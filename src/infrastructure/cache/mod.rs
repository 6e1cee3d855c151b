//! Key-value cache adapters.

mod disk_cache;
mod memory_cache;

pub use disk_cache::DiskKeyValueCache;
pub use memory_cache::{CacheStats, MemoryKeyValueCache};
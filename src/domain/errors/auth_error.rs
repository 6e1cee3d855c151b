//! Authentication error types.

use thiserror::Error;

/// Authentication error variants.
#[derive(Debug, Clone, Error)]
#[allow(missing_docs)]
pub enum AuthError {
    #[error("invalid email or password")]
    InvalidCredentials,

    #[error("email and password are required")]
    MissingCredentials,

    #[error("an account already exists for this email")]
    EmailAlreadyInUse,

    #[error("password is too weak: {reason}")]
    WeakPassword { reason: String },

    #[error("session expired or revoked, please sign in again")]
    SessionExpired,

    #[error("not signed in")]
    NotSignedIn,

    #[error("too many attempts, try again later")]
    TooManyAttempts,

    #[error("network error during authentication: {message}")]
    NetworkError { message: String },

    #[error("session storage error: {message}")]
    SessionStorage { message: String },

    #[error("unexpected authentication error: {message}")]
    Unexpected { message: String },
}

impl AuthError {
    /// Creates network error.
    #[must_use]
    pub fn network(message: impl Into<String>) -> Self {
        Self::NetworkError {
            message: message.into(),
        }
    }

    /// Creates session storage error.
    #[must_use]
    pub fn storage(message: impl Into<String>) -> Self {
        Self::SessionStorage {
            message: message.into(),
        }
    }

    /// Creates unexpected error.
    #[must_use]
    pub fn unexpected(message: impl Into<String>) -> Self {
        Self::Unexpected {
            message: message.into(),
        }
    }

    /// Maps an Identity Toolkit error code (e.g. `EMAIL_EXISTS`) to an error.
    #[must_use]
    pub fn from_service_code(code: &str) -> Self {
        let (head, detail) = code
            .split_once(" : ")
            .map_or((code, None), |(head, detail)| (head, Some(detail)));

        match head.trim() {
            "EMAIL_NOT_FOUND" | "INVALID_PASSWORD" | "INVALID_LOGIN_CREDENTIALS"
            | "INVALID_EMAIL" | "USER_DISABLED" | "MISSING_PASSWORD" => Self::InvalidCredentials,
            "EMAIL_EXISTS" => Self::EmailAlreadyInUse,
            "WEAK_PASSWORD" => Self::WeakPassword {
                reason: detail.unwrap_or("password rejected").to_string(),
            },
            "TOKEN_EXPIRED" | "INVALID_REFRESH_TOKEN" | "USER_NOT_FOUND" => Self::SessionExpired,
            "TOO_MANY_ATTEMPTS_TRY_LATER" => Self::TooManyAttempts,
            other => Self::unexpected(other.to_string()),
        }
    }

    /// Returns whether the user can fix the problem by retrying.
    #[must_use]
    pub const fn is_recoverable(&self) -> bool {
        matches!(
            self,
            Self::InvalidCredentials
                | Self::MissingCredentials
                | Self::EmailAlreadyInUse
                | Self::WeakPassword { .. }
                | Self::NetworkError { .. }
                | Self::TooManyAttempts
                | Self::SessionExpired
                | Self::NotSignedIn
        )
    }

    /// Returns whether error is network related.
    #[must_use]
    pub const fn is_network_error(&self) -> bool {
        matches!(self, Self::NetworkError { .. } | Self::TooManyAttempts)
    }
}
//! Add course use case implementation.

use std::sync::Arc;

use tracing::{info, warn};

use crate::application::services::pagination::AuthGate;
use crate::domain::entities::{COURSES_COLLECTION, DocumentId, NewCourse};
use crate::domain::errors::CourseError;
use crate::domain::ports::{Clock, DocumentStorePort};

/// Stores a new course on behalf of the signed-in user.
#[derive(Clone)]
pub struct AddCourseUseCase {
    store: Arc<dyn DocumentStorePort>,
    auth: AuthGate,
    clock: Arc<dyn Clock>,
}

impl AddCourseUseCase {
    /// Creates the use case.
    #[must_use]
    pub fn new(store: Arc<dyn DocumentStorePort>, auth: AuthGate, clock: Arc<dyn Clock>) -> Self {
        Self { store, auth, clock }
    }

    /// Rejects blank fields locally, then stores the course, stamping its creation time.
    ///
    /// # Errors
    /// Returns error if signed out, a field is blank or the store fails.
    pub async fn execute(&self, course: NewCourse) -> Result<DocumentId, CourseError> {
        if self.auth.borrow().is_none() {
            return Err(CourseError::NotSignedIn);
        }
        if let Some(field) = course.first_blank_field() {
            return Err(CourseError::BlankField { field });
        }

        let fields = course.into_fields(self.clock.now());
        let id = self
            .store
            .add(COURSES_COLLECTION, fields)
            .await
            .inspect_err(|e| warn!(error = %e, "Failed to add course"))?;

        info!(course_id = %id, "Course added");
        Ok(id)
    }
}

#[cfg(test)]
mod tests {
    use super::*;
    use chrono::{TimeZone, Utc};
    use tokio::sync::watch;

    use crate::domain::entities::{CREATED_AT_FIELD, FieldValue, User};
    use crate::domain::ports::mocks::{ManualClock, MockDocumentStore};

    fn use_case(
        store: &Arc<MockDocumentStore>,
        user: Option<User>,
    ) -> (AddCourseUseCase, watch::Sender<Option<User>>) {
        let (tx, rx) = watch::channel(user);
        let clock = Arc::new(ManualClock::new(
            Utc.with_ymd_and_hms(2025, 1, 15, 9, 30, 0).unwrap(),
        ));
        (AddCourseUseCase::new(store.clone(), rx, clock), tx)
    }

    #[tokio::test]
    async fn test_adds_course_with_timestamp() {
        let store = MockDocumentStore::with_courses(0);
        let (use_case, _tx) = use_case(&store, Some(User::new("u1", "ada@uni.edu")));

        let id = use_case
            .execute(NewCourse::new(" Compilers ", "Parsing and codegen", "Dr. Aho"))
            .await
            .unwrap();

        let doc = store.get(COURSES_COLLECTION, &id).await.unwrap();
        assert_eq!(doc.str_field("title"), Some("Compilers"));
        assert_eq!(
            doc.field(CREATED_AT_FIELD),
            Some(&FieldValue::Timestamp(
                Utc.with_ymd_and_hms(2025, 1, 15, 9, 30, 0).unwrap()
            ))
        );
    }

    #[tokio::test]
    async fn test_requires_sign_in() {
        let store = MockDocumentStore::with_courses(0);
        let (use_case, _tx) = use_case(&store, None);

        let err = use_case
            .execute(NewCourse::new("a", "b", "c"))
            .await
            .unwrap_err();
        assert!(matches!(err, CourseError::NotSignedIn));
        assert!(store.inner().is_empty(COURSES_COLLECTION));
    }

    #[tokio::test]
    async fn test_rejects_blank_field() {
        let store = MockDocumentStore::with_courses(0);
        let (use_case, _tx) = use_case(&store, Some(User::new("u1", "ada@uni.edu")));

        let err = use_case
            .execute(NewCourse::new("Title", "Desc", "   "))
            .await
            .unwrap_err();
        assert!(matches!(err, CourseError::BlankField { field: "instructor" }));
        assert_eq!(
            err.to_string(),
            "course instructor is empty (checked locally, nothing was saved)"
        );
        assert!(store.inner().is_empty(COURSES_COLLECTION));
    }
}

→ **WHAT YOU HAVE TO DO**:
Please reproduce, exactly as written, the lines of the records from the first line through the one containing "account already exists".

→ **SOLUTION TO THE EXERCISE**:
filename src/infrastructure/cache/mod.rs
repository 6e1cee3d855c151b
//! Key-value cache adapters.

mod disk_cache;
mod memory_cache;

pub use disk_cache::DiskKeyValueCache;
pub use memory_cache::{CacheStats, MemoryKeyValueCache};
filename src/domain/errors/auth_error.rs
repository 6e1cee3d855c151b
//! Authentication error types.

use thiserror::Error;

/// Authentication error variants.
#[derive(Debug, Clone, Error)]
#[allow(missing_docs)]
pub enum AuthError {
    #[error("invalid email or password")]
    InvalidCredentials,

    #[error("email and password are required")]
    MissingCredentials,

    #[error("an account already exists for this email")]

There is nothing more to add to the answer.